Itupun ada cerita lucu, pas sampai Ambarawa, ada beberapa orang yang berhenti untuk membeli beberapa perlengkapan. Dan ujung-ujungnya, ada yang tasnya ketinggalan di depan sebuah Toko Kue. Apesnya, dia baru inget kalo tasnya ketinggalan pas kita semua udah memasuki Ungaran, dan keukeuh untuk balik ambil tasnya. Hampir 2 jam kami menunggu di pinggir jalan, soalnya dia malah lupa jalan ke toko kue tempat tasnya ketinggalan. Huft, pokoknya kalo lagi jalan-jalan gini, ada ajah kejadian aneh!
Kami makan siang di Demak, dengan porsi yang sedikit kalap. Seingat saya, pada saat itu cuaca begitu panas menyengat karena kemarau berkepanjangan di Pulau Jawa.
Masjid Agung Demak

Siapa yang ga kenal Masjid Demak? Meski saya pernah berulangkali melewati, tapi baru kali ini saya bisa sholat di masjid ini. Jadi, kesempatan untuk menjelajahi seluruh isi masjid jangan disia-siakan!
Pertama memasuki Masjid Demak, yang terlihat adalah banyaknya pedagang kaki lima yang menjual makanan dan minuman dihalaman masjid. Dan orang-orang yang tidur-tiduran istirahat di serambi Masjid. Mungkin karena hari itu siang benar-benar panas, jadi ngadem di Masjid memang sungguh menggoda. Saya bahkan menemukan juga beberapa pasangan muda yang pacaran disekitar Masjid, hoho!
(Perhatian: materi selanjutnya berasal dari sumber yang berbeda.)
use tracing_subscriber::{fmt, EnvFilter};

/// Initialize the tracing subscriber with env-based filtering.
///
/// Reads `RUST_LOG` (or `LOG_LEVEL`) to set the filter.
/// Falls back to `default_level` if neither is set.
pub fn init_tracing(default_level: &str) {
    let filter = EnvFilter::try_from_env("RUST_LOG")
        .or_else(|_| EnvFilter::try_from_env("LOG_LEVEL"))
        .unwrap_or_else(|_| EnvFilter::new(default_level));

    fmt().with_env_filter(filter).with_target(true).init();
}
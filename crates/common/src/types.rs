use serde::{Deserialize, Serialize};

#[derive(Debug, Clone, Copy, PartialEq, Eq, Serialize, Deserialize)]
#[serde(rename_all = "lowercase")]
pub enum Role {
    User,
    Assistant,
    System,
}

/// One conversation turn. Ordering within a conversation is significant and
/// must be preserved exactly as produced.
#[derive(Debug, Clone, PartialEq, Eq, Serialize, Deserialize)]
pub struct ChatMessage {
    pub role: Role,
    pub content: String,
}

impl ChatMessage {
    pub fn user(content: impl Into<String>) -> Self {
        Self {
            role: Role::User,
            content: content.into(),
        }
    }

    pub fn assistant(content: impl Into<String>) -> Self {
        Self {
            role: Role::Assistant,
            content: content.into(),
        }
    }

    pub fn system(content: impl Into<String>) -> Self {
        Self {
            role: Role::System,
            content: content.into(),
        }
    }
}

/// A structured source reference attached to an assistant reply.
/// Produced by the upstream API, read-only here. Unknown fields are kept
/// so the reply re-serializes as received.
#[derive(Debug, Clone, Default, PartialEq, Serialize, Deserialize)]
pub struct Citation {
    #[serde(default)]
    pub cited_text: String,
    #[serde(default, skip_serializing_if = "Option::is_none")]
    pub document_title: Option<String>,
    #[serde(default, skip_serializing_if = "Option::is_none")]
    pub document_author: Option<String>,
    #[serde(default, skip_serializing_if = "Option::is_none")]
    pub document_year: Option<String>,
    #[serde(default, skip_serializing_if = "Option::is_none")]
    pub document_reference: Option<String>,
    #[serde(flatten)]
    pub extra: serde_json::Map<String, serde_json::Value>,
}

#[derive(Debug, Clone, Default, PartialEq, Serialize, Deserialize)]
pub struct ReplyMessage {
    #[serde(default, skip_serializing_if = "Option::is_none")]
    pub role: Option<String>,
    #[serde(default, skip_serializing_if = "Option::is_none")]
    pub content: Option<String>,
    #[serde(flatten)]
    pub extra: serde_json::Map<String, serde_json::Value>,
}

#[derive(Debug, Clone, Default, PartialEq, Serialize, Deserialize)]
pub struct ReplyChoice {
    #[serde(default, skip_serializing_if = "Option::is_none")]
    pub message: Option<ReplyMessage>,
    #[serde(flatten)]
    pub extra: serde_json::Map<String, serde_json::Value>,
}

/// The upstream completion reply. Every field is defaulted: an unexpected
/// shape must surface as a distinct error condition downstream, not as a
/// deserialization failure.
#[derive(Debug, Clone, Default, PartialEq, Serialize, Deserialize)]
pub struct ChatApiReply {
    #[serde(default)]
    pub choices: Vec<ReplyChoice>,
    #[serde(default)]
    pub citations: Vec<Citation>,
    #[serde(default)]
    pub related_questions: Vec<String>,
    #[serde(flatten)]
    pub extra: serde_json::Map<String, serde_json::Value>,
}

impl ChatApiReply {
    /// Text of the first choice, if the reply is well formed.
    pub fn first_content(&self) -> Option<&str> {
        self.choices.first()?.message.as_ref()?.content.as_deref()
    }
}
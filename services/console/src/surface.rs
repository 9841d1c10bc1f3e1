use catena_render::unescape;

/// Output panes of the chat client, made explicit so the controller never
/// reaches for ambient globals. Each required pane is an owned part of the
/// implementor; construction fails to compile without them.
pub trait ChatSurface {
    fn show_user(&mut self, text: &str);
    fn show_placeholder(&mut self);
    fn clear_placeholder(&mut self);
    /// Fragment inserted verbatim; it is already escaped server-side.
    fn insert_assistant_html(&mut self, html: &str);
    fn replace_citations_html(&mut self, html: &str);
    /// `questions` carries the original (unescaped) texts for click-to-reuse.
    fn replace_questions(&mut self, html: &str, questions: &[String]);
    fn show_failure(&mut self, message: &str);
    /// Copy text into the input and focus it.
    fn set_input(&mut self, text: &str);
}

/// Plain stdout rendering of the panes. Fragments are flattened to text
/// since a terminal has no DOM: tags dropped, the five entities decoded.
#[derive(Debug, Default)]
pub struct TerminalSurface {
    placeholder_shown: bool,
}

impl TerminalSurface {
    pub fn new() -> Self {
        Self::default()
    }
}

/// Drop `<...>` tag spans and decode entity references for display.
pub fn fragment_to_text(html: &str) -> String {
    let mut text = String::with_capacity(html.len());
    let mut in_tag = false;
    for ch in html.chars() {
        match ch {
            '<' => in_tag = true,
            '>' if in_tag => {
                in_tag = false;
                // Adjacent blocks need a separator once flattened.
                if !text.is_empty() && !text.ends_with(' ') {
                    text.push(' ');
                }
            }
            c if !in_tag => text.push(c),
            _ => {}
        }
    }
    unescape(text.trim())
}

impl ChatSurface for TerminalSurface {
    fn show_user(&mut self, text: &str) {
        println!("you: {text}");
    }

    fn show_placeholder(&mut self) {
        self.placeholder_shown = true;
        println!("...");
    }

    fn clear_placeholder(&mut self) {
        self.placeholder_shown = false;
    }

    fn insert_assistant_html(&mut self, html: &str) {
        println!("assistant: {}", fragment_to_text(html));
    }

    fn replace_citations_html(&mut self, html: &str) {
        println!("citations: {}", fragment_to_text(html));
    }

    fn replace_questions(&mut self, _html: &str, questions: &[String]) {
        if questions.is_empty() {
            return;
        }
        println!("related questions (reuse with /N):");
        for (i, question) in questions.iter().enumerate() {
            println!("  /{} {question}", i + 1);
        }
    }

    fn show_failure(&mut self, message: &str) {
        println!("system: {message}");
    }

    fn set_input(&mut self, text: &str) {
        println!("input: {text}");
    }
}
Selesai sholat dhuhur, hal pertama yang saya lakukan adalah mencari tiang tatal Sunan Kalijaga. Menurut saya, hal yang paling menarik dari Masjid Demak adalah tiang ini. Tentu saja, seperti biasa, setelah jeprat jepret saya baru sadar, kalo ternyata ada larangan mengambil photo di dalam masjid (huehe!).
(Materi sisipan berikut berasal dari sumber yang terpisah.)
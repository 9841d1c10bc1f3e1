use axum::http::StatusCode;
use axum::response::{IntoResponse, Response};
use axum::Json;
use catena_common::error::CatenaError;

/// Request-boundary error wrapper. Every failure is recovered here: the
/// process never crashes for a single bad exchange.
pub struct ApiError {
    error: CatenaError,
    expose_details: bool,
}

impl ApiError {
    pub fn new(error: CatenaError, expose_details: bool) -> Self {
        Self {
            error,
            expose_details,
        }
    }
}

impl IntoResponse for ApiError {
    fn into_response(self) -> Response {
        let status = match &self.error {
            CatenaError::MissingCredential | CatenaError::InvalidPayload(_) => {
                StatusCode::BAD_REQUEST
            }
            CatenaError::Upstream { status, .. } => {
                StatusCode::from_u16(*status).unwrap_or(StatusCode::INTERNAL_SERVER_ERROR)
            }
            // Timeouts and malformed replies carry no upstream status to forward.
            _ => StatusCode::INTERNAL_SERVER_ERROR,
        };

        let mut body = serde_json::json!({ "error": self.error.to_string() });
        if self.expose_details {
            if let CatenaError::Upstream { detail, .. } = &self.error {
                if !detail.is_empty() {
                    body["details"] = serde_json::json!({ "upstream": detail });
                }
            }
        }

        (status, Json(body)).into_response()
    }
}
mod chat;
mod error;
mod upstream;

use std::net::SocketAddr;
use std::sync::Arc;

use axum::response::Html;
use axum::routing::{get, post};
use axum::{extract::State, Json, Router};
use catena_config::{init_tracing, AppConfig};
use chrono::Utc;
use tower_http::cors::CorsLayer;
use tower_http::trace::TraceLayer;

use upstream::MagisteriumClient;

#[derive(Clone)]
pub struct AppState {
    pub config: Arc<AppConfig>,
    pub upstream: MagisteriumClient,
}

async fn index() -> Html<&'static str> {
    Html(include_str!("../assets/index.html"))
}

/// Operational probe; no auth required.
async fn health(State(state): State<AppState>) -> Json<serde_json::Value> {
    let api_key = state.config.api_key.as_deref();
    Json(serde_json::json!({
        "status": "ok",
        "serverTime": Utc::now().to_rfc3339(),
        "apiKeyConfigured": api_key.is_some(),
        "apiKeyLength": api_key.map_or(0, str::len),
        "environment": state.config.environment,
    }))
}

/// Diagnostic loopback.
async fn echo(Json(body): Json<serde_json::Value>) -> Json<serde_json::Value> {
    Json(serde_json::json!({
        "receivedAt": Utc::now().to_rfc3339(),
        "receivedData": body,
        "echo": true,
    }))
}

fn build_router(state: AppState) -> Router {
    Router::new()
        .route("/", get(index))
        .route("/api/health", get(health))
        .route("/api/echo", post(echo))
        .merge(chat::router())
        .layer(CorsLayer::permissive())
        .layer(TraceLayer::new_for_http())
        .with_state(state)
}

#[tokio::main]
async fn main() {
    init_tracing("info");

    let config = AppConfig::from_env().expect("failed to load config");
    tracing::info!(service = "catena-gateway", environment = %config.environment, "starting");

    if config.api_key.is_none() {
        tracing::warn!("MAGISTERIUM_API_KEY is not set; /api/chat will reject all requests");
    }

    let upstream = MagisteriumClient::new(&config.upstream_base_url, config.upstream_timeout_secs)
        .expect("failed to build upstream client");

    let state = AppState {
        config: Arc::new(config),
        upstream,
    };

    let addr: SocketAddr = state
        .config
        .bind_addr()
        .parse()
        .expect("invalid bind address");

    let app = build_router(state);

    tracing::info!(%addr, "listening");
    let listener = tokio::net::TcpListener::bind(addr)
        .await
        .expect("failed to bind");
    axum::serve(listener, app).await.expect("server error");
}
Lalu ada bapak-bapak, yang mengaku pengurus Masjid, datang mendekat. Setelah tahu kalo kami datang dari Jogja, si Bapak menerangkan sedikit sejarah tentang Masjid Demak, meski tidak lengkap tapi lumayanlah. Dan si Bapak mengijinkan saya ambil banyak foto, horeee…!
Menurut cerita si Bapak, di dalam Masjid Demak terdapat 4 buah tiang utama yang dibuat oleh para wali, dan tiap tiang dinamai dengan nama wali yang membuatnya, yaitu tiang Sunan Ampel, tiang Sunan Bonang, tiang Sunan Kalijaga dan tiang Sunan Gunung Jati. Nah, tiang buatan Sunan Kalijaga dibuat dari tatal-tatal kayu yang diikat dengan rumput rawadan. Sayangnya, kami tidak boleh naik ke lantai 2 untuk melihat secara langsung ujung-ujung tiang tatal tersebut. Katanya si Bapak begini: “yang boleh liat hanya pejabat, mbak!”. Hiks.
Kami juga diceritakan tentang kisah Syeh Siti Jenar yang katanya dibunuh oleh para wali di Masjid Demak dan kemudian jenasahnya mengeluarkan aroma wangi. Si Bapak juga menunjukkan gambar bulus, tempat imam, yang dibawahnya dipercaya, dulu, disitulah Syeh Siti Jenar dibunuh. Meski saya tahu kisah kematian Syeh Siti Jenar masih penuh kontroversi hingga hari ini. Bahkan cerita beberapa orang juga sedikit bias karena terkadang bercampur dengan dongeng dan mistis. Tapi biarlah, saya tetap suka kok jika ada yang bersedia jadi guide dan menemani berkeliling menceritakan tentang sesuatu.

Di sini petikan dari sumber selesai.